Theater Basel, 21 janvier
ll y a un an, le chef italien Michele Spotti et le metteur en scène français Vincent Huguet débutaient à Bâle, avec un Don Carlos davantage abouti sur le versant musical que sur le plan visuel, la partie scénique péchant par quelques distorsions excessives du livret. Les décors de Richard Peduzzi et les costumes de Camille Assaf contribuaient cependant à l’impact d’une réalisation qui retenait l’attention, à défaut de se révéler totalement convaincante. Le Théâtre a eu pleinement raison de renouveler sa confiance au tandem, dont le Rigoletto s’impose, cette fois, à tous points de vue.
Vincent Huguet opte pour une lecture limpide, entièrement centrée sur les relations entre Rigoletto et Gilda : une affection abusive, de la part d’un père qui n’a pas vu sa fille grandir et la maintient, plus ou moins consciemment, dans un état de dépendance et de claustration, dont celle-ci n’aspire plus qu’à s’échapper par tous les moyens.
Une situation anormale, soulignée par quelques gestes tout simples, dont cette brosse dont Rigoletto ne se sépare jamais, et qui lui sert, chaque soir, à démêler les longs cheveux de son enfant. Un geste tendre qu’il retrouvera lors de l’ultime duo, peignant encore Gilda mourante, comme s’il jouait à la poupée.
Tout autour, la cour du Duc séducteur n’a plus qu’une importance relative, univers mondain sans profondeur, d’un cynisme assumé, que Vincent Huguet parvient à évoquer sans jamais appuyer le trait.
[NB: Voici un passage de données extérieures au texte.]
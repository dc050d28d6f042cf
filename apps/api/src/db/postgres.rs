use async_trait::async_trait;
use serde_json::Value;
use sqlx::types::Json;
use sqlx::{PgPool, Postgres, QueryBuilder};
use uuid::Uuid;

use super::{PortfolioRepository, ProfileRepository, ResumeRepository, UserRepository};
use crate::errors::AppError;
use crate::models::portfolio::{Portfolio, PortfolioCreate, PortfolioUpdate};
use crate::models::profile::{Profile, ProfileFields};
use crate::models::resume::{NewResume, Resume};
use crate::models::user::{User, UserUpdate};
use crate::models::Pagination;

/// PostgreSQL implementation of every repository trait.
#[derive(Clone)]
pub struct PgRepository {
    pool: PgPool,
}

impl PgRepository {
    pub fn new(pool: PgPool) -> Self {
        Self { pool }
    }
}

// ────────────────────────────────────────────────────────────────────────────
// Resumes
// ────────────────────────────────────────────────────────────────────────────

#[async_trait]
impl ResumeRepository for PgRepository {
    async fn list(&self, user_id: &str, page: Pagination) -> Result<Vec<Resume>, AppError> {
        let page = page.normalized();
        Ok(sqlx::query_as::<_, Resume>(
            r#"
            SELECT * FROM resumes
            WHERE user_id = $1
            ORDER BY created_at DESC
            LIMIT $2 OFFSET $3
            "#,
        )
        .bind(user_id)
        .bind(page.limit)
        .bind(page.offset)
        .fetch_all(&self.pool)
        .await?)
    }

    async fn get(&self, user_id: &str, id: Uuid) -> Result<Option<Resume>, AppError> {
        Ok(
            sqlx::query_as::<_, Resume>("SELECT * FROM resumes WHERE id = $1 AND user_id = $2")
                .bind(id)
                .bind(user_id)
                .fetch_optional(&self.pool)
                .await?,
        )
    }

    async fn insert(&self, resume: &NewResume) -> Result<Option<Resume>, AppError> {
        Ok(sqlx::query_as::<_, Resume>(
            r#"
            INSERT INTO resumes (id, user_id, title, file_path, data)
            VALUES ($1, $2, $3, $4, $5)
            RETURNING *
            "#,
        )
        .bind(resume.id)
        .bind(&resume.user_id)
        .bind(&resume.title)
        .bind(&resume.file_path)
        .bind(Json(&resume.data))
        .fetch_optional(&self.pool)
        .await?)
    }

    async fn delete(&self, user_id: &str, id: Uuid) -> Result<bool, AppError> {
        let result = sqlx::query("DELETE FROM resumes WHERE id = $1 AND user_id = $2")
            .bind(id)
            .bind(user_id)
            .execute(&self.pool)
            .await?;
        Ok(result.rows_affected() > 0)
    }
}

// ────────────────────────────────────────────────────────────────────────────
// Profiles
// ────────────────────────────────────────────────────────────────────────────

#[async_trait]
impl ProfileRepository for PgRepository {
    async fn get(&self, user_id: &str) -> Result<Option<Profile>, AppError> {
        Ok(
            sqlx::query_as::<_, Profile>("SELECT * FROM profiles WHERE user_id = $1")
                .bind(user_id)
                .fetch_optional(&self.pool)
                .await?,
        )
    }

    async fn insert(
        &self,
        user_id: &str,
        email: &str,
        fields: &ProfileFields,
    ) -> Result<Option<Profile>, AppError> {
        let assignments = fields.assignments();

        let mut qb = QueryBuilder::<Postgres>::new("INSERT INTO profiles (id, user_id, email");
        for (column, _) in &assignments {
            qb.push(", ").push(*column);
        }
        qb.push(") VALUES (")
            .push_bind(Uuid::new_v4())
            .push(", ")
            .push_bind(user_id.to_string())
            .push(", ")
            .push_bind(email.to_string());
        for (_, value) in assignments {
            qb.push(", ").push_bind(value);
        }
        qb.push(") ON CONFLICT (user_id) DO NOTHING RETURNING *");

        Ok(qb
            .build_query_as::<Profile>()
            .fetch_optional(&self.pool)
            .await?)
    }

    async fn update(
        &self,
        user_id: &str,
        fields: &ProfileFields,
    ) -> Result<Option<Profile>, AppError> {
        // Column names come from a fixed list in ProfileFields, never from input.
        let mut qb = QueryBuilder::<Postgres>::new("UPDATE profiles SET updated_at = now()");
        for (column, value) in fields.assignments() {
            qb.push(", ").push(column).push(" = ").push_bind(value);
        }
        qb.push(" WHERE user_id = ")
            .push_bind(user_id.to_string())
            .push(" RETURNING *");

        Ok(qb
            .build_query_as::<Profile>()
            .fetch_optional(&self.pool)
            .await?)
    }

    async fn delete(&self, user_id: &str) -> Result<bool, AppError> {
        let result = sqlx::query("DELETE FROM profiles WHERE user_id = $1")
            .bind(user_id)
            .execute(&self.pool)
            .await?;
        Ok(result.rows_affected() > 0)
    }
}

// ────────────────────────────────────────────────────────────────────────────
// Portfolios
// ────────────────────────────────────────────────────────────────────────────

#[async_trait]
impl PortfolioRepository for PgRepository {
    async fn list(&self, user_id: &str, page: Pagination) -> Result<Vec<Portfolio>, AppError> {
        let page = page.normalized();
        Ok(sqlx::query_as::<_, Portfolio>(
            r#"
            SELECT * FROM portfolios
            WHERE user_id = $1
            ORDER BY created_at DESC
            LIMIT $2 OFFSET $3
            "#,
        )
        .bind(user_id)
        .bind(page.limit)
        .bind(page.offset)
        .fetch_all(&self.pool)
        .await?)
    }

    async fn get(&self, user_id: &str, id: Uuid) -> Result<Option<Portfolio>, AppError> {
        Ok(sqlx::query_as::<_, Portfolio>(
            "SELECT * FROM portfolios WHERE id = $1 AND user_id = $2",
        )
        .bind(id)
        .bind(user_id)
        .fetch_optional(&self.pool)
        .await?)
    }

    async fn insert(
        &self,
        user_id: &str,
        portfolio: &PortfolioCreate,
    ) -> Result<Option<Portfolio>, AppError> {
        Ok(sqlx::query_as::<_, Portfolio>(
            r#"
            INSERT INTO portfolios
                (id, user_id, name, template_id, data, color, display_mode, is_published)
            VALUES ($1, $2, $3, $4, $5, $6, $7, $8)
            RETURNING *
            "#,
        )
        .bind(Uuid::new_v4())
        .bind(user_id)
        .bind(&portfolio.name)
        .bind(&portfolio.template_id)
        .bind(Value::Object(portfolio.data.clone()))
        .bind(&portfolio.color)
        .bind(&portfolio.display_mode)
        .bind(portfolio.is_published)
        .fetch_optional(&self.pool)
        .await?)
    }

    async fn update(
        &self,
        user_id: &str,
        id: Uuid,
        update: &PortfolioUpdate,
    ) -> Result<Option<Portfolio>, AppError> {
        Ok(sqlx::query_as::<_, Portfolio>(
            r#"
            UPDATE portfolios SET
                name = COALESCE($3, name),
                template_id = COALESCE($4, template_id),
                data = COALESCE($5, data),
                color = COALESCE($6, color),
                display_mode = COALESCE($7, display_mode),
                is_published = COALESCE($8, is_published),
                updated_at = now()
            WHERE id = $1 AND user_id = $2
            RETURNING *
            "#,
        )
        .bind(id)
        .bind(user_id)
        .bind(&update.name)
        .bind(&update.template_id)
        .bind(update.data.clone().map(Value::Object))
        .bind(&update.color)
        .bind(&update.display_mode)
        .bind(update.is_published)
        .fetch_optional(&self.pool)
        .await?)
    }

    async fn delete(&self, user_id: &str, id: Uuid) -> Result<bool, AppError> {
        let result = sqlx::query("DELETE FROM portfolios WHERE id = $1 AND user_id = $2")
            .bind(id)
            .bind(user_id)
            .execute(&self.pool)
            .await?;
        Ok(result.rows_affected() > 0)
    }

    async fn set_published(
        &self,
        user_id: &str,
        id: Uuid,
        is_published: bool,
    ) -> Result<Option<Portfolio>, AppError> {
        Ok(sqlx::query_as::<_, Portfolio>(
            r#"
            UPDATE portfolios SET is_published = $3, updated_at = now()
            WHERE id = $1 AND user_id = $2
            RETURNING *
            "#,
        )
        .bind(id)
        .bind(user_id)
        .bind(is_published)
        .fetch_optional(&self.pool)
        .await?)
    }
}

// ────────────────────────────────────────────────────────────────────────────
// Users
// ────────────────────────────────────────────────────────────────────────────

#[async_trait]
impl UserRepository for PgRepository {
    async fn provision(&self, user_id: &str, email: &str) -> Result<User, AppError> {
        sqlx::query("INSERT INTO users (id, email) VALUES ($1, $2) ON CONFLICT (id) DO NOTHING")
            .bind(user_id)
            .bind(email)
            .execute(&self.pool)
            .await?;

        Ok(
            sqlx::query_as::<_, User>("SELECT * FROM users WHERE id = $1")
                .bind(user_id)
                .fetch_one(&self.pool)
                .await?,
        )
    }

    async fn update(&self, user_id: &str, update: &UserUpdate) -> Result<Option<User>, AppError> {
        Ok(sqlx::query_as::<_, User>(
            r#"
            UPDATE users SET
                name = COALESCE($2, name),
                email = COALESCE($3, email),
                role = COALESCE($4, role)
            WHERE id = $1
            RETURNING *
            "#,
        )
        .bind(user_id)
        .bind(&update.name)
        .bind(&update.email)
        .bind(&update.role)
        .fetch_optional(&self.pool)
        .await?)
    }
}
#[async_trait]
impl UserRepository for MemoryRepository {
    async fn provision(&self, user_id: &str, email: &str) -> Result<User, AppError> {
        let mut tables = self.tables.write().await;
        if let Some(user) = tables.users.iter().find(|u| u.id == user_id) {
            return Ok(user.clone());
        }
        let user = User {
            id: user_id.to_string(),
            email: email.to_string(),
            name: None,
            role: None,
            created_at: Utc::now(),
        };
        tables.users.push(user.clone());
        Ok(user)
    }

    async fn update(&self, user_id: &str, update: &UserUpdate) -> Result<Option<User>, AppError> {
        let mut tables = self.tables.write().await;
        Ok(tables
            .users
            .iter_mut()
            .find(|u| u.id == user_id)
            .map(|user| {
                if let Some(name) = &update.name {
                    user.name = Some(name.clone());
                }
                if let Some(email) = &update.email {
                    user.email = email.clone();
                }
                if let Some(role) = &update.role {
                    user.role = Some(role.clone());
                }
                user.clone()
            }))
    }
}

// ────────────────────────────────────────────────────────────────────────────
// LLM and auth
// ────────────────────────────────────────────────────────────────────────────

/// Owned copy of the last request a [`StubCompletion`] saw.
#[derive(Debug, Clone)]
pub struct RecordedRequest {
    pub system: Vec<String>,
    pub user: String,
    pub schema_name: String,
    pub schema: Value,
}

#[derive(Default)]
struct StubState {
    calls: AtomicUsize,
    last: Mutex<Option<RecordedRequest>>,
}

/// Returns a canned JSON value, or `EmptyContent` when built with [`StubCompletion::empty`].
#[derive(Clone)]
pub struct StubCompletion {
    output: Option<Value>,
    state: Arc<StubState>,
}

impl StubCompletion {
    pub fn returning(output: Value) -> Self {
        Self {
            output: Some(output),
            state: Arc::default(),
        }
    }

    pub fn empty() -> Self {
        Self {
            output: None,
            state: Arc::default(),
        }
    }

    pub fn calls(&self) -> usize {
        self.state.calls.load(Ordering::SeqCst)
    }

    pub fn last_request(&self) -> Option<RecordedRequest> {
        self.state.last.lock().unwrap().clone()
    }
}

#[async_trait]
impl StructuredCompletion for StubCompletion {
    async fn complete(&self, request: StructuredRequest<'_>) -> Result<Value, LlmError> {
        self.state.calls.fetch_add(1, Ordering::SeqCst);
        *self.state.last.lock().unwrap() = Some(RecordedRequest {
            system: request.system.iter().map(|s| s.to_string()).collect(),
            user: request.user.to_string(),
            schema_name: request.schema_name.to_string(),
            schema: request.schema.clone(),
        });
        self.output.clone().ok_or(LlmError::EmptyContent)
    }
}

/// Accepts `token-<id>` as user `<id>` with email `<id>@example.com`.
pub struct StubAuthenticator;

#[async_trait]
impl Authenticator for StubAuthenticator {
    async fn verify(&self, token: &str) -> Result<AuthUser, AppError> {
        token
            .strip_prefix("token-")
            .filter(|id| !id.is_empty())
            .map(|id| AuthUser {
                id: id.to_string(),
                email: format!("{id}@example.com"),
            })
            .ok_or_else(|| AppError::Unauthorized("Invalid or expired token".to_string()))
    }
}

// ────────────────────────────────────────────────────────────────────────────
// App harness
// ────────────────────────────────────────────────────────────────────────────

/// Users `u1` and `u2` exist; `token-u1` / `token-u2` authenticate as them.
pub struct TestApp {
    pub files: MemoryFileStore,
    pub repo: MemoryRepository,
    pub llm: StubCompletion,
    pub max_upload_bytes: usize,
}

impl TestApp {
    pub fn new(llm_output: Value) -> Self {
        Self::with_llm(StubCompletion::returning(llm_output))
    }

    pub fn empty_llm() -> Self {
        Self::with_llm(StubCompletion::empty())
    }

    fn with_llm(llm: StubCompletion) -> Self {
        Self {
            files: MemoryFileStore::default(),
            repo: MemoryRepository::with_users(&["u1", "u2"]),
            llm,
            max_upload_bytes: 10 * 1024 * 1024,
        }
    }

    pub fn state(&self) -> AppState {
        let repo = Arc::new(self.repo.clone());
        AppState {
            files: Arc::new(self.files.clone()),
            resumes: repo.clone(),
            profiles: repo.clone(),
            portfolios: repo.clone(),
            users: repo,
            llm: Arc::new(self.llm.clone()),
            auth: Arc::new(StubAuthenticator),
            max_upload_bytes: self.max_upload_bytes,
        }
    }
}

impl Default for TestApp {
    fn default() -> Self {
        Self::new(sample_resume_json())
    }
}

pub fn request(method: Method, uri: &str, token: &str, body: Option<Value>) -> Request<Body> {
    let builder = Request::builder()
        .method(method)
        .uri(uri)
        .header(header::AUTHORIZATION, format!("Bearer {token}"));
    match body {
        Some(body) => builder
            .header(header::CONTENT_TYPE, "application/json")
            .body(Body::from(body.to_string()))
            .unwrap(),
        None => builder.body(Body::empty()).unwrap(),
    }
}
De surcroît, ici, si les âmes sont laides, les aspects extérieurs sont remarquablement beaux.
Superbes costumes contemporains de Clémence Pernoud, aux couleurs très étudiées, toujours d’une coupe parfaite, et remarquable décor de Pierre Yovanovitch, architecte d’intérieur très en vue. Lignes courbes élégantes, cloisons habilement concentriques, qui tournent à vue… Optiquement, c’est parfait.
L’oreille, elle aussi, est à la fête. Michele Spotti ne laisse aucun répit à son orchestre, poussant les musiciens dans leurs retranchements, galbant les phrasés, soignant les lignes secondaires, avivant les timbres. Ne manque encore qu’un contrôle un peu plus strict du plateau dans les ensembles, pour qu’une telle direction se hisse au niveau des plus grands.
Quant à la distribution, elle réserve beaucoup d’excellentes surprises, à commencer par le monumental Rigoletto du baryton géorgien Nikoloz Lagvilava. Là, on reste sous le choc : un physique torturé, une trogne incroyable, un énorme crâne rasé, une mimique hyper-expressive, et aussi un volume vocal exceptionnel. Voilà qui pourrait déjà nous valoir un Alberich à tout casser, mais il y a plus : un timbre aux subtils reflets de bronze, des changements de registre parfaits, un legato de rêve… De surcroît, l’acteur est bouleversant, et nous arrache des larmes à la fin, tellement son jeu devient intense. Que demander de plus ?
Autre atout : la prise de rôle de Regula Mühlemann, Gilda dont on n’attendait pas tant, en particulier à l’écoute de la discographie antérieure de la soprano suisse, qui surexposait surtout ses insuffisances, moyens trop menus et caractérisation falote. Cette fois, on découvre un timbre plus charnu et de jolis moyens, devenus davantage gracieux que graciles (délicieux « Caro nome »). Le duo « Si, vendetta » ne manque pas non plus de charpente, et il est même luxueusement couronné d’un contre-mi bémol bien placé, et pas crié. Et puis, l’actrice est parfaitement crédible, dans son rôle de jeune fille qui n’a plus du tout l’intention de se comporter en oie blanche.
Le reste de la distribution, hors la voluptueuse Maddalena de la mezzo ukrainienne Nataliia Kukhar, est plus conventionnel. Duc sans histoire du ténor biélorusse Pavel Valuzhin, séducteur à la voix enjôleuse, mais devenue un rien trop encombrante pour l’emploi, avec quelques raideurs. Sparafucile un peu léger, presque trop sympathique, de la basse britannique David Shipley, alors que le Monterone de son collègue russe, Artyom Wasnetsov, en impose bien davantage.
Somme toute, une soirée évidente, où tous les choix sont bons, et surtout où tout le monde vise à une efficacité théâtrale et musicale maximale, sans se torturer stérilement l’esprit. Par les temps qui courent, on apprécie infiniment.